One of the hardest things for a child is becoming responsible for their parents' lives. It doesn't happen to all of us, but many people out there will one day find themselves with disabled parents who need to be cared for. If your parents have substantial assets, this becomes even more critical: they need money to pay for their care but, presumably, you and the rest of your family would also like to have an inheritance left.
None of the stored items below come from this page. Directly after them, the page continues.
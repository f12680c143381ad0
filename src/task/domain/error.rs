//! Error types for task domain validation and parsing.

use super::TaskId;
use thiserror::Error;

/// Errors returned while constructing or mutating domain task values.
#[derive(Debug, Clone, Error, PartialEq, Eq)]
pub enum TaskDomainError {
    /// The task name is empty after trimming.
    #[error("task name must not be empty")]
    EmptyTaskName,

    /// The task name exceeds the 200-character storage limit.
    #[error("task name exceeds 200 character limit: {0}")]
    TaskNameTooLong(String),

    /// The allocation does not fit the persisted integer column.
    #[error("allocated minutes {0} exceed the supported maximum")]
    AllocationTooLarge(u64),

    /// The task has been soft-deleted and can no longer change.
    #[error("task {0} has been deleted")]
    TaskDeleted(TaskId),
}

/// Error returned while parsing a recurrence frequency.
#[derive(Debug, Clone, Error, PartialEq, Eq)]
#[error("unknown task frequency: {0}")]
pub struct ParseFrequencyError(pub String);
//! Adapter implementations for task registry ports.

pub mod memory;
pub mod postgres;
Setting up some form of asset protection trust for your parents is a good step in ensuring their financial future. Putting their assets in trust helps shield them from being seized to pay for medical expenses, and can often reduce or eliminate inheritance taxes as well. That said, setting up an asset protection trust is tricky. Here are a few things to think about:
Talk to your parents, and be patient. No one likes to be told that they're not able to provide for themselves any more. This is an idea they may have to get used to, and that you'll likely have to bring up several times before it really begins to sink in.
Get a power of attorney. For you to be able to do anything financial on your parents' behalf, like setting up an asset protection trust, they will have to agree to give you the right to make those decisions. As part of your talks, this is something that will need to be discussed closely.
Consider whether a trust makes sense. Houses can be put into trust easily, if their accumulated wealth lies mostly in their primary residence. Other irrevocable trusts can be used to hold their liquid assets while still providing them a small income. If your parents are under 65 and facing disability, a Special Needs trust may be a good choice.
Finally, hire a professional. A lawyer or certified financial planning advisor is going to be your best friend in this process. Go in with your power of attorney and an idea of what you want to accomplish, but listen to their advice on how to best proceed.